Items from a dataset:
====================
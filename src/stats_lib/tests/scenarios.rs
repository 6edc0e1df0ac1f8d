//! End-to-end runs: trace text in, resolved references and hit rates out.

use geometry_lib::{Config, ReplacementPolicy, WritePolicy};
use sim_lib::{Outcome, Simulator};
use stats_lib::{HitRate, HitStats};
use trace_lib::Trace;

fn config(associativity: u64, replacement: ReplacementPolicy, write: WritePolicy) -> Config {
    Config {
	memory_size: 1024,
	cache_size: 64,
	block_size: 16,
	associativity,
	replacement,
	write,
    }
}

fn run(config: Config, text: &str) -> (Simulator, HitStats) {
    let trace = Trace::parse(text, config.memory_size).unwrap();
    let mut sim = Simulator::new(config).unwrap();
    sim.sim_run(&trace).unwrap();
    let stats = HitStats::analyze(sim.sim_results());
    (sim, stats)
}

#[test]
fn cold_fills_then_one_hit() {
    let (sim, stats) = run(
	config(2, ReplacementPolicy::Lru, WritePolicy::WriteBack),
	"4\nR 0\nR 16\nR 32\nR 0\n",
    );

    let outcomes: Vec<Outcome> = sim.sim_results().iter().map(|r| r.outcome).collect();
    assert_eq!(outcomes, vec![Outcome::Miss, Outcome::Miss, Outcome::Miss, Outcome::Hit]);

    let blocks: Vec<u64> = sim.sim_results().iter().map(|r| r.block).collect();
    assert_eq!(blocks, vec![0, 1, 2, 0]);

    assert_eq!(stats.achieved, HitRate::new(1, 4));
    assert_eq!(stats.best_possible, HitRate::new(1, 4));
    assert_eq!(stats.achieved.to_string(), "1/4 = 25.00%");
}

#[test]
fn achieved_never_exceeds_best_possible() {
    let trace = "12\nR 0\nW 64\nR 128\nR 0\nW 192\nR 64\nR 16\nW 80\nR 0\nR 144\nW 16\nR 128\n";
    for associativity in [1, 2, 4] {
	for replacement in [ReplacementPolicy::Lru, ReplacementPolicy::Fifo] {
	    for write in [WritePolicy::WriteBack, WritePolicy::WriteThrough] {
		let (_, stats) = run(config(associativity, replacement, write), trace);
		assert!(stats.achieved.hits <= stats.best_possible.hits);
		assert_eq!(stats.achieved.total, 12);
	    }
	}
    }
}

#[test]
fn fully_associative_cache_reaches_best_possible() {
    // Four distinct blocks fit in four lines, so only cold misses remain
    let (_, stats) = run(
	config(4, ReplacementPolicy::Fifo, WritePolicy::WriteThrough),
	"8\nR 0\nR 100\nW 200\nR 300\nR 0\nW 100\nR 200\nR 300\n",
    );
    assert_eq!(stats.achieved, stats.best_possible);
    assert_eq!(stats.achieved, HitRate::new(4, 8));
}

#[test]
fn conflicting_blocks_thrash_direct_mapped_cache() {
    // Blocks 0 and 4 share set 0
    let (_, stats) = run(
	config(1, ReplacementPolicy::Lru, WritePolicy::WriteBack),
	"6\nR 0\nR 64\nR 0\nR 64\nR 0\nR 64\n",
    );
    assert_eq!(stats.achieved, HitRate::new(0, 6));
    assert_eq!(stats.best_possible, HitRate::new(4, 6));
}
====================
● About this task: Repeat the records above exactly, from the first line to the last.

● Answer:
filename src/stats_lib/tests/scenarios.rs
repository 6edc0e1df0ac1f8d
//! End-to-end runs: trace text in, resolved references and hit rates out.

use geometry_lib::{Config, ReplacementPolicy, WritePolicy};
use sim_lib::{Outcome, Simulator};
use stats_lib::{HitRate, HitStats};
use trace_lib::Trace;

fn config(associativity: u64, replacement: ReplacementPolicy, write: WritePolicy) -> Config {
    Config {
	memory_size: 1024,
	cache_size: 64,
	block_size: 16,
	associativity,
	replacement,
	write,
    }
}

fn run(config: Config, text: &str) -> (Simulator, HitStats) {
    let trace = Trace::parse(text, config.memory_size).unwrap();
    let mut sim = Simulator::new(config).unwrap();
    sim.sim_run(&trace).unwrap();
    let stats = HitStats::analyze(sim.sim_results());
    (sim, stats)
}

#[test]
fn cold_fills_then_one_hit() {
    let (sim, stats) = run(
	config(2, ReplacementPolicy::Lru, WritePolicy::WriteBack),
	"4\nR 0\nR 16\nR 32\nR 0\n",
    );

    let outcomes: Vec<Outcome> = sim.sim_results().iter().map(|r| r.outcome).collect();
    assert_eq!(outcomes, vec![Outcome::Miss, Outcome::Miss, Outcome::Miss, Outcome::Hit]);

    let blocks: Vec<u64> = sim.sim_results().iter().map(|r| r.block).collect();
    assert_eq!(blocks, vec![0, 1, 2, 0]);

    assert_eq!(stats.achieved, HitRate::new(1, 4));
    assert_eq!(stats.best_possible, HitRate::new(1, 4));
    assert_eq!(stats.achieved.to_string(), "1/4 = 25.00%");
}

#[test]
fn achieved_never_exceeds_best_possible() {
    let trace = "12\nR 0\nW 64\nR 128\nR 0\nW 192\nR 64\nR 16\nW 80\nR 0\nR 144\nW 16\nR 128\n";
    for associativity in [1, 2, 4] {
	for replacement in [ReplacementPolicy::Lru, ReplacementPolicy::Fifo] {
	    for write in [WritePolicy::WriteBack, WritePolicy::WriteThrough] {
		let (_, stats) = run(config(associativity, replacement, write), trace);
		assert!(stats.achieved.hits <= stats.best_possible.hits);
		assert_eq!(stats.achieved.total, 12);
	    }
	}
    }
}

#[test]
fn fully_associative_cache_reaches_best_possible() {
    // Four distinct blocks fit in four lines, so only cold misses remain
    let (_, stats) = run(
	config(4, ReplacementPolicy::Fifo, WritePolicy::WriteThrough),
	"8\nR 0\nR 100\nW 200\nR 300\nR 0\nW 100\nR 200\nR 300\n",
    );
    assert_eq!(stats.achieved, stats.best_possible);
    assert_eq!(stats.achieved, HitRate::new(4, 8));
}

#[test]
fn conflicting_blocks_thrash_direct_mapped_cache() {
    // Blocks 0 and 4 share set 0
    let (_, stats) = run(
	config(1, ReplacementPolicy::Lru, WritePolicy::WriteBack),
	"6\nR 0\nR 64\nR 0\nR 64\nR 0\nR 64\n",
    );
    assert_eq!(stats.achieved, HitRate::new(0, 6));
    assert_eq!(stats.best_possible, HitRate::new(4, 6));
}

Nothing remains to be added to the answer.